Foreign policy and the Golden Rule

Even though I argued in my previous post that liberals are under no particular obligation to support Ron Paul (e.g., vote for him), I do agree with those who say that he is raising important issues and has a perspective that needs to be heard, particularly with respect to foreign policy.

In a recent post at his new Atlantic blog, Robert Wright does a good job of articulating this perspective. What Paul is doing, Wright argues, is expanding our “moral imagination” by inviting us to look at U.S. foreign policy through the eyes of those whom it affects:

It’s certainly true that Paul’s hawkish critics are using his weirder ideas and checkered past to try and make non-interventionism synonymous with creepiness. But, whatever their success, Paul is making one contribution to the foreign policy debate that could have enduring value.

It doesn’t lie in the substance of his foreign policy views (which I’m largely but not wholly in sympathy with) but in the way he explains them. Paul routinely performs a simple thought experiment: He tries to imagine how the world looks to people other than Americans.

Wright cites this impressive pro-Paul campaign ad that explicitly draws an analogy between our occupation of foreign countries and an imagined Chinese occupation of Texas:

Wright comments:

I’ve long thought that the biggest single problem in the world is the failure of “moral imagination”–the inability or unwillingness of people to see things from the perspective of people in circumstances different from their own. Especially incendiary is the failure to extend moral imagination across national, religious, or ethnic borders.

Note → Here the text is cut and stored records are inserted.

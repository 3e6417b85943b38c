//! Stdio transport — reads JSON-RPC from stdin, writes to stdout.

use tokio::io::{AsyncBufRead, AsyncWrite, AsyncWriteExt, BufReader};

use crate::protocol::ProtocolHandler;
use crate::types::{McpError, McpResult};

use super::framing::{self, Frame, MAX_MESSAGE_BYTES};

/// Stdio transport for desktop MCP clients.
pub struct StdioTransport {
    handler: ProtocolHandler,
}

impl StdioTransport {
    pub fn new(handler: ProtocolHandler) -> Self {
        Self { handler }
    }

    /// Run the transport loop on the process stdin/stdout.
    pub async fn run(&self) -> McpResult<()> {
        let reader = BufReader::new(tokio::io::stdin());
        let writer = tokio::io::stdout();
        tracing::info!("Stdio transport started");
        self.serve(reader, writer).await
    }

    /// Serve newline-delimited JSON-RPC until the reader reaches EOF.
    ///
    /// Lines that are too long or not UTF-8 get an error reply with a null id
    /// and the loop carries on with the next line.
    pub async fn serve<R, W>(&self, mut reader: R, mut writer: W) -> McpResult<()>
    where
        R: AsyncBufRead + Unpin,
        W: AsyncWrite + Unpin,
    {
        let mut buf = Vec::new();

        loop {
            let frame = framing::read_frame(&mut reader, &mut buf)
                .await
                .map_err(McpError::Io)?;

            let framed = match frame {
                Frame::Eof => {
                    tracing::info!("EOF on input, shutting down");
                    break;
                }
                Frame::Oversized(len) => {
                    let e = McpError::InvalidRequest(format!(
                        "Message of {len} bytes exceeds {MAX_MESSAGE_BYTES} bytes"
                    ));
                    tracing::warn!("{e}");
                    framing::parse_error_response(&e)?
                }
                Frame::Line => match self.reply_to(&buf).await? {
                    Some(framed) => framed,
                    None => continue,
                },
            };

            writer
                .write_all(framed.as_bytes())
                .await
                .map_err(McpError::Io)?;
            writer.flush().await.map_err(McpError::Io)?;
        }

        Ok(())
    }

    async fn reply_to(&self, raw: &[u8]) -> McpResult<Option<String>> {
        let line = match std::str::from_utf8(raw) {
            Ok(line) => line.trim(),
            Err(e) => {
                let e = McpError::ParseError(format!("Invalid UTF-8: {e}"));
                tracing::warn!("Parse error: {e}");
                return framing::parse_error_response(&e).map(Some);
            }
        };
        if line.is_empty() {
            return Ok(None);
        }

        match framing::parse_message(line) {
            Ok(msg) => {
                tracing::debug!("<- {}", msg.method().unwrap_or("(response)"));
                match self.handler.handle_message(msg).await {
                    Some(response) => framing::frame_message(&response).map(Some),
                    None => Ok(None),
                }
            }
            Err(e) => {
                tracing::warn!("Parse error: {e}");
                framing::parse_error_response(&e).map(Some)
            }
        }
    }
}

If a lack of moral imagination is indeed the core problem with America’s foreign policy, and Ron Paul is unique among presidential candidates in trying to fight it, I think you have to say he’s doing something great, notwithstanding the many non-great and opposite-of-great things about him (and notwithstanding the fact that he has in the past failed to extend moral imagination across all possible borders).

I think this is right, and I think this is why some liberal critics of Paul are wrong when they reduce his foreign-policy views to nothing more than a selfish, “leave-me-alone”-style libertarianism. One can disagree with Paul’s views on, say, foreign aid (not to mention much of his domestic agenda) and still appreciate the basic point that American foreign policy-makers (and the public) too often fail to exercise the moral imagination Wright is talking about.

In fact, a similar argument has been made often by Noam Chomsky–someone whose political views otherwise have very little in common with Ron Paul’s. Chomsky has repeatedly pointed out that justifications of U.S. policy often appeal to a double standard which makes it okay for us to do things to others that we would never tolerate being done to us. Here’s a recent version of the argument where Chomsky points out how the interests and voices of parties who object to U.S. (and Western actions more broadly) on the international are routinely ignored, rendering them “unpeople.” The double standard is that some people’s voices count (usually power players in business and government), while others’ (e.g., those of the people without power–who often end up on the receiving end of our military actions) don’t. Chomsky’s “radicalism” often consists of nothing more than trying to apply the same principles to U.S. policy that we would apply to others.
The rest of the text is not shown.